• _RECORDED INFORMATION_
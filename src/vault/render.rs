//! Markdown rendering of project state for the Obsidian vault.
//!
//! Everything here is pure: state in, file contents out. Notes carry YAML
//! frontmatter (for Dataview queries and graph filters) and `[[wiki-links]]`
//! between sprints, stories, backlog items and themes.

use std::collections::BTreeSet;
use std::path::PathBuf;

use crate::config::WorkspaceConfig;
use crate::models::{BacklogItem, ProjectSnapshot, Sprint, Story};

/// Longest story note shown in a sprint's story table.
pub const NOTE_PREVIEW_CHARS: usize = 50;

/// A rendered note, relative to the project's vault directory.
#[derive(Debug, Clone, PartialEq, Eq)]
pub struct VaultFile {
    pub path: PathBuf,
    pub contents: String,
}

impl VaultFile {
    fn new(path: impl Into<PathBuf>, contents: String) -> Self {
        Self {
            path: path.into(),
            contents,
        }
    }
}

#[derive(Debug, Clone, Copy, PartialEq, Eq)]
pub enum GuidanceSource {
    Foundational,
    Project,
}

impl GuidanceSource {
    fn as_str(&self) -> &'static str {
        match self {
            Self::Foundational => "foundational",
            Self::Project => "project",
        }
    }
}

#[derive(Debug, Clone)]
pub struct GuidanceDoc {
    pub name: String,
    pub source: GuidanceSource,
    pub text: String,
}

/// Guidance configured for a project and the documents that were found.
#[derive(Debug, Clone, Default)]
pub struct GuidanceInput {
    pub inherit: Vec<String>,
    pub project: Vec<String>,
    pub documents: Vec<GuidanceDoc>,
}

/// All notes for one project: sprints, stories, backlog items, themes, the
/// dashboard and guidance.
pub fn render_project(
    project: &str,
    snapshot: &ProjectSnapshot,
    guidance: &GuidanceInput,
    generated_at: &str,
) -> Vec<VaultFile> {
    let mut files = Vec::new();
    let mut themes = BTreeSet::new();

    for sprint in &snapshot.sprints {
        files.push(VaultFile::new(
            note_path("Sprints", &sprint.id),
            sprint_note(sprint, project),
        ));
        themes.extend(sprint.themes.iter().cloned());

        for story in sprint.stories() {
            files.push(VaultFile::new(
                note_path("Stories", &story.id),
                story_note(story, sprint, project),
            ));
        }
    }

    for item in &snapshot.backlog {
        files.push(VaultFile::new(
            note_path("Backlog", &item.id),
            backlog_note(item, project),
        ));
        if !item.theme.is_empty() {
            themes.insert(item.theme.clone());
        }
    }

    for theme in &themes {
        files.push(VaultFile::new(
            note_path("Themes", theme),
            theme_note(theme, project, snapshot),
        ));
    }

    files.push(VaultFile::new(
        "Dashboard.md",
        project_dashboard(project, generated_at),
    ));

    for doc in &guidance.documents {
        let tags = [project, "guidance", doc.source.as_str()];
        let contents = format!(
            "{}\n\n{}",
            frontmatter(&[
                ("type", "guidance".into()),
                ("id", doc.name.as_str().into()),
                ("project", project.into()),
                ("source", doc.source.as_str().into()),
                ("tags", Field::list(tags)),
            ]),
            doc.text
        );
        files.push(VaultFile::new(note_path("Guidance", &doc.name), contents));
    }
    if !guidance.documents.is_empty() {
        files.push(VaultFile::new(
            "Guidance/_index.md",
            guidance_index(project, guidance),
        ));
    }

    files
}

• _TASK_
Recopy the entries above in their entirety, exactly.

• _SOLUTION_
filename src/vault/render.rs
//! Markdown rendering of project state for the Obsidian vault.
//!
//! Everything here is pure: state in, file contents out. Notes carry YAML
//! frontmatter (for Dataview queries and graph filters) and `[[wiki-links]]`
//! between sprints, stories, backlog items and themes.

use std::collections::BTreeSet;
use std::path::PathBuf;

use crate::config::WorkspaceConfig;
use crate::models::{BacklogItem, ProjectSnapshot, Sprint, Story};

/// Longest story note shown in a sprint's story table.
pub const NOTE_PREVIEW_CHARS: usize = 50;

/// A rendered note, relative to the project's vault directory.
#[derive(Debug, Clone, PartialEq, Eq)]
pub struct VaultFile {
    pub path: PathBuf,
    pub contents: String,
}

impl VaultFile {
    fn new(path: impl Into<PathBuf>, contents: String) -> Self {
        Self {
            path: path.into(),
            contents,
        }
    }
}

#[derive(Debug, Clone, Copy, PartialEq, Eq)]
pub enum GuidanceSource {
    Foundational,
    Project,
}

impl GuidanceSource {
    fn as_str(&self) -> &'static str {
        match self {
            Self::Foundational => "foundational",
            Self::Project => "project",
        }
    }
}

#[derive(Debug, Clone)]
pub struct GuidanceDoc {
    pub name: String,
    pub source: GuidanceSource,
    pub text: String,
}

/// Guidance configured for a project and the documents that were found.
#[derive(Debug, Clone, Default)]
pub struct GuidanceInput {
    pub inherit: Vec<String>,
    pub project: Vec<String>,
    pub documents: Vec<GuidanceDoc>,
}

/// All notes for one project: sprints, stories, backlog items, themes, the
/// dashboard and guidance.
pub fn render_project(
    project: &str,
    snapshot: &ProjectSnapshot,
    guidance: &GuidanceInput,
    generated_at: &str,
) -> Vec<VaultFile> {
    let mut files = Vec::new();
    let mut themes = BTreeSet::new();

    for sprint in &snapshot.sprints {
        files.push(VaultFile::new(
            note_path("Sprints", &sprint.id),
            sprint_note(sprint, project),
        ));
        themes.extend(sprint.themes.iter().cloned());

        for story in sprint.stories() {
            files.push(VaultFile::new(
                note_path("Stories", &story.id),
                story_note(story, sprint, project),
            ));
        }
    }

    for item in &snapshot.backlog {
        files.push(VaultFile::new(
            note_path("Backlog", &item.id),
            backlog_note(item, project),
        ));
        if !item.theme.is_empty() {
            themes.insert(item.theme.clone());
        }
    }

    for theme in &themes {
        files.push(VaultFile::new(
            note_path("Themes", theme),
            theme_note(theme, project, snapshot),
        ));
    }

    files.push(VaultFile::new(
        "Dashboard.md",
        project_dashboard(project, generated_at),
    ));

    for doc in &guidance.documents {
        let tags = [project, "guidance", doc.source.as_str()];
        let contents = format!(
            "{}\n\n{}",
            frontmatter(&[
                ("type", "guidance".into()),
                ("id", doc.name.as_str().into()),
                ("project", project.into()),
                ("source", doc.source.as_str().into()),
                ("tags", Field::list(tags)),
            ]),
            doc.text
        );
        files.push(VaultFile::new(note_path("Guidance", &doc.name), contents));
    }
    if !guidance.documents.is_empty() {
        files.push(VaultFile::new(
            "Guidance/_index.md",
            guidance_index(project, guidance),
        ));
    }

    files
}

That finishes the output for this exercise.